Vacillating between ‘What would Jesus do?’ and ‘What would Machiavelli do?’ — it’s exhausting!  I guess I’m not that crazy.  Trying to summon my inner-psychotic wasn’t easy.

Do I stay friendly with the office bully because I need him in my pocket to scare lesser menaces?  Should I have agape love, dredging up the understanding that this is a poor soul, who needs compassion for the pain causing them to be like this?  What do y’all think?  What would you do?  What would the devil do?  Something really awful probably right?  But I don’t want to go to jail.

Love,

Sandee

52 comments on “Oh my what to do…

  • Ecch, this is a toughie, Sandee! I suppose I *should* adopt the Jesus model of compassion for someone who is obviously in pain. But that probably wouldn’t happen. So I like to think I’d choose the Machiavellian option instead of the Satan option.

  • Sandee, I can’t look at pictures of Satan. He’s too scary. I’m not kidding. If I have bad dreams tonight, well, I hope and pray I don’t have them.

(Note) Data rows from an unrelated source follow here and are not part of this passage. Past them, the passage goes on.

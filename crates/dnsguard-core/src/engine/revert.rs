//! Reversion controller

use std::sync::Arc;

use tracing::{debug, info};

use super::EngineEvent;
use super::sink::FailureKind;
use super::sweep::{SweepContext, SweepReport};

/// Restores every tracked interface's original DNS servers
pub struct ReversionController {
    ctx: Arc<SweepContext>,
}

impl ReversionController {
    pub fn new(ctx: Arc<SweepContext>) -> Self {
        Self { ctx }
    }

    /// Write each snapshot's original servers back to its interface
    ///
    /// Precondition: monitoring has been disarmed, so nothing else writes
    /// the registry. The sweep works from a point-in-time copy and does not
    /// hold the registry lock while writing. A failed interface is reported
    /// and the sweep continues.
    pub async fn revert_all(&self) -> SweepReport {
        let snapshots = self.ctx.registry.snapshots().await;
        let mut report = SweepReport::default();

        for snapshot in snapshots {
            debug!(
                "Reverting DNS settings for interface {} ({}) to {:?}",
                snapshot.interface_index(),
                snapshot.setting_id(),
                snapshot.original_dns_servers()
            );

            let outcome = self
                .ctx
                .write_servers(&snapshot, snapshot.original_dns_servers())
                .await;
            report.record(outcome.is_ok());

            match outcome {
                Ok(()) => self.ctx.events.emit(EngineEvent::Reverted {
                    interface_index: snapshot.interface_index(),
                }),
                Err(e) => {
                    self.ctx.events.emit(EngineEvent::RevertFailed {
                        interface_index: snapshot.interface_index(),
                        error: e.to_string(),
                    });
                    self.ctx.report_failure(FailureKind::Revert, &snapshot, e);
                }
            }
        }

        info!(
            "Reverted {} interface(s), {} failed",
            report.succeeded, report.failed
        );
        report
    }
}
// Test fixtures: fake sysfs trees and fake resolvectl scripts

use std::fs;
use std::path::Path;

/// Create `<root>/<name>/{ifindex,operstate}`
pub fn add_link(root: &Path, name: &str, index: u32, operstate: &str) {
    let dir = root.join(name);
    fs::create_dir_all(&dir).unwrap();
    fs::write(dir.join("ifindex"), format!("{}\n", index)).unwrap();
    fs::write(dir.join("operstate"), format!("{}\n", operstate)).unwrap();
}

/// Held while writing and running scripts
///
/// Writing a script while another test forks can make exec fail with ETXTBSY.
#[cfg(unix)]
pub static SCRIPT_LOCK: tokio::sync::Mutex<()> = tokio::sync::Mutex::const_new(());

/// Write an executable `resolvectl` shell script into `dir`
#[cfg(unix)]
pub fn write_resolvectl(dir: &Path, body: &str) -> String {
    use std::os::unix::fs::PermissionsExt;

    let script = dir.join("resolvectl");
    fs::write(&script, format!("#!/bin/sh\n{}", body)).unwrap();
    fs::set_permissions(&script, fs::Permissions::from_mode(0o755)).unwrap();
    script.display().to_string()
}
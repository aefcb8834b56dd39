//! Configuration types for the DNS guard
//!
//! This module defines all configuration structures used throughout the crate.

use serde::{Deserialize, Serialize};

use crate::traits::InterfaceFilter;

/// Main DNS guard configuration
#[derive(Debug, Clone, Serialize, Deserialize)]
pub struct DnsGuardConfig {
    /// DNS servers to enforce, in resolver order
    pub servers: Vec<String>,

    /// Which interfaces are enforced
    #[serde(default)]
    pub filter: InterfaceFilter,

    /// Backend configuration
    #[serde(default)]
    pub backend: BackendConfig,

    /// Optional engine settings
    #[serde(default)]
    pub engine: EngineConfig,
}

impl DnsGuardConfig {
    /// Create a new configuration with defaults
    pub fn new(servers: Vec<String>) -> Self {
        Self {
            servers,
            filter: InterfaceFilter::default(),
            backend: BackendConfig::default(),
            engine: EngineConfig::default(),
        }
    }

    /// Parse a configuration from JSON
    pub fn from_json(json: &str) -> Result<Self, crate::Error> {
        let config: Self = serde_json::from_str(json)?;
        Ok(config)
    }

    /// Validate the configuration
    pub fn validate(&self) -> Result<(), crate::Error> {
        validate_servers(&self.servers)?;
        self.backend.validate()?;
        self.engine.validate()?;

        Ok(())
    }
}

/// Check a desired server list
///
/// Address syntax is left to the backend; only emptiness is rejected here.
pub fn validate_servers(servers: &[String]) -> Result<(), crate::Error> {
    if servers.is_empty() {
        return Err(crate::Error::config("No DNS servers configured"));
    }

    if servers.iter().any(|s| s.trim().is_empty()) {
        return Err(crate::Error::config("DNS server entries cannot be blank"));
    }

    Ok(())
}

/// Backend configuration
#[derive(Debug, Clone, PartialEq, Eq, Serialize, Deserialize)]
#[serde(tag = "type", rename_all = "snake_case")]
pub enum BackendConfig {
    /// systemd-resolved writes with rtnetlink and DNS polling monitors (Linux)
    Resolved {
        /// Path to the resolvectl binary
        #[serde(default = "default_resolvectl")]
        resolvectl: String,
        /// Root of the network class in sysfs
        #[serde(default = "default_sysfs_root")]
        sysfs_root: String,
        /// Seconds between re-reads of every link's DNS servers
        ///
        /// DNS changes made through systemd-resolved produce no rtnetlink
        /// notification, so they are only seen by this poll.
        #[serde(default = "default_dns_poll_secs")]
        dns_poll_secs: u64,
    },

    /// Simulated in-memory host (no system changes)
    Memory,
}

impl BackendConfig {
    /// Validate the backend configuration
    pub fn validate(&self) -> Result<(), crate::Error> {
        match self {
            BackendConfig::Resolved {
                resolvectl,
                sysfs_root,
                dns_poll_secs,
            } => {
                if resolvectl.is_empty() {
                    return Err(crate::Error::config("resolvectl path cannot be empty"));
                }
                if sysfs_root.is_empty() {
                    return Err(crate::Error::config("sysfs root cannot be empty"));
                }
                if *dns_poll_secs == 0 {
                    return Err(crate::Error::config("DNS poll interval must be at least 1 second"));
                }
                Ok(())
            }
            BackendConfig::Memory => Ok(()),
        }
    }

    /// Get the backend type name
    pub fn type_name(&self) -> &str {
        match self {
            BackendConfig::Resolved { .. } => "resolved",
            BackendConfig::Memory => "memory",
        }
    }
}

impl Default for BackendConfig {
    fn default() -> Self {
        BackendConfig::Resolved {
            resolvectl: default_resolvectl(),
            sysfs_root: default_sysfs_root(),
            dns_poll_secs: default_dns_poll_secs(),
        }
    }
}

fn default_resolvectl() -> String {
    "resolvectl".to_string()
}

fn default_sysfs_root() -> String {
    "/sys/class/net".to_string()
}

fn default_dns_poll_secs() -> u64 {
    5
}

/// Engine configuration
#[derive(Debug, Clone, PartialEq, Eq, Serialize, Deserialize)]
pub struct EngineConfig {
    /// Capacity of the engine event channel
    ///
    /// When full, new engine events are dropped (with a warning log).
    ///
    /// Default: 1000 events
    #[serde(default = "default_event_channel_capacity")]
    pub event_channel_capacity: usize,

    /// Skip re-applying when a change event already reports the desired servers
    ///
    /// Suppresses the echo of the engine's own writes. Original servers are
    /// captured once per interface regardless of this setting.
    #[serde(default = "default_suppress_echo")]
    pub suppress_echo: bool,
}

impl EngineConfig {
    /// Validate the engine configuration
    pub fn validate(&self) -> Result<(), crate::Error> {
        if self.event_channel_capacity == 0 {
            return Err(crate::Error::config("Event channel capacity must be > 0"));
        }
        Ok(())
    }
}

impl Default for EngineConfig {
    fn default() -> Self {
        Self {
            event_channel_capacity: default_event_channel_capacity(),
            suppress_echo: default_suppress_echo(),
        }
    }
}

fn default_event_channel_capacity() -> usize {
    1000
}

fn default_suppress_echo() -> bool {
    true
}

  • Ah, it seems the Devil has already done something, so he is probably sitting back right now watching what is going on. Most bullies are that way because they don’t understand the things and people who are different than they are. There is usually a bigger bully somewhere down the road too, that is causing them grief. I think you can combine the two suggestions from above. If you are nice to them, and show that maybe you aren’t as different as they think you are, they will soften. But, you don’t have to tell everybody else this. People who are friends with the “big” guy usually receive the same respect as the “big” guy, or at least people act like they do. You know, kill them with kindness is a cliche, but I think it is one for a reason. It actually works.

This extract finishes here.